|Número de publicación||US20060124128 A1|
|Tipo de publicación||Solicitud|
|Número de solicitud||US 11/274,755|
|Fecha de publicación||15 Jun 2006|
|Fecha de presentación||14 Nov 2005|
|Fecha de prioridad||12 Nov 2004|
|También publicado como||WO2006053272A1|
|Número de publicación||11274755, 274755, US 2006/0124128 A1, US 2006/124128 A1, US 20060124128 A1, US 20060124128A1, US 2006124128 A1, US 2006124128A1, US-A1-20060124128, US-A1-2006124128, US2006/0124128A1, US2006/124128A1, US20060124128 A1, US20060124128A1, US2006124128 A1, US2006124128A1|
|Inventores||Geoffrey Deane, Brenton Taylor|
|Cesionario original||Deane Geoffrey F, Taylor Brenton A|
|Exportar cita||BiBTeX, EndNote, RefMan|
|Citada por (16), Clasificaciones (16), Eventos legales (1)|
|Enlaces externos: USPTO, Cesión de USPTO, Espacenet|
The present application claims priority benefit under 35 U.S.C. § 119(e) from U.S. Provisional Application No. 60/627,735, filed Nov. 12, 2004, entitled SATELLITE CONSERVER FOR THERAPEUTIC GAS SYSTEMS, the entirety of which is hereby incorporated herein by reference.
1. Field of the Invention
This invention relates generally to therapeutic gas systems such as oxygen concentrators, more particularly, to a therapeutic gas system having a portable intelligent controller that can be used to remotely adjust one or more functions of the system.
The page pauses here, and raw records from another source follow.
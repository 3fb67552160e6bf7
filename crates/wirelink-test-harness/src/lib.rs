//! wirelink-test-harness: Test utilities and mock transports for wirelink.
//!
//! This crate provides [`MockTransport`] for deterministic testing of the
//! correlation engine and module sessions without a physical module, and
//! [`MockInjector`] for pushing unsolicited bytes into a running session.

pub mod mock_serial;

pub use mock_serial::{MockInjector, MockTransport};
/// Script a mock transport that confirms whatever the chosen command sends.
fn mock_transport(cli: &Cli) -> Result<MockTransport> {
    let mut mock = MockTransport::new();
    let injector = mock.injector();

    match cli.family.profile() {
        Some(profile) => {
            let mut confirm = |identity: u8, payload: &[u8]| -> Result<()> {
                let request = encode_request(&profile, identity, payload)?;
                let confirmation = encode_frame(&profile, confirmation_of(identity), &[0x00])?;
                mock.expect(&request, &confirmation);
                Ok(())
            };
            match &cli.command {
                Command::Reset | Command::Stats => confirm(commands::RESET, &[])?,
                Command::State => confirm(commands::GET_STATE, &[])?,
                Command::Send { identity, payload } => confirm(*identity, &payload.0)?,
                Command::Monitor { .. } => {
                    let indication =
                        encode_frame(&profile, commands::DATA_IND, &[0xC3, 0x01, 0x02, 0x03])?;
                    injector.push(&indication);
                }
                Command::At { .. } => {}
            }
        }
        None => {
            let ok = b"\r\nOK\r\n";
            match &cli.command {
                Command::At {
                    keyword,
                    args,
                    query,
                } => {
                    let line = encode_command(keyword, &at_command(args, *query), CRLF, 1024)?;
                    mock.expect(&line, ok);
                }
                Command::Stats => mock.expect(b"AT\r\n", ok),
                Command::Monitor { .. } => {
                    injector.push(b"\r\n+CEREG: 1,\"1234\",\"01020304\",7\r\n+CSQ: 23,99\r\n");
                }
                Command::Reset | Command::State | Command::Send { .. } => {}
            }
        }
    }

    Ok(mock)
}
2. Description of the Related Art
Various therapeutic gas systems have been developed to provide supplemental oxygen to patients who suffer from respiratory ailments such as Chronic Obstructive Pulmonary Diseases (COPD). Oxygen is often supplied to the patients by oxygen concentrators which produce oxygen concentrated air on a constant basis by filtering ambient air through a molecular sieve bed. A particularly useful class of oxygen concentrators is designed to be portable, allowing users to move about and to travel for extended period of time without the need to carry a supply of stored oxygen. Such portable concentrators are usually required to be small and light in order to be effective.
Oxygen concentrators in general are implicitly limited in terms of the rate at which they can deliver oxygen to the patient, but benefit because they are only duration-limited by their access to electric power. To make the portable concentrators small and light, the rate at which oxygen is concentrated by the device is further restricted. However, use of a device called a conserver mitigates this limitation as the conserver is designed to control and meter the delivery of oxygen to the patient.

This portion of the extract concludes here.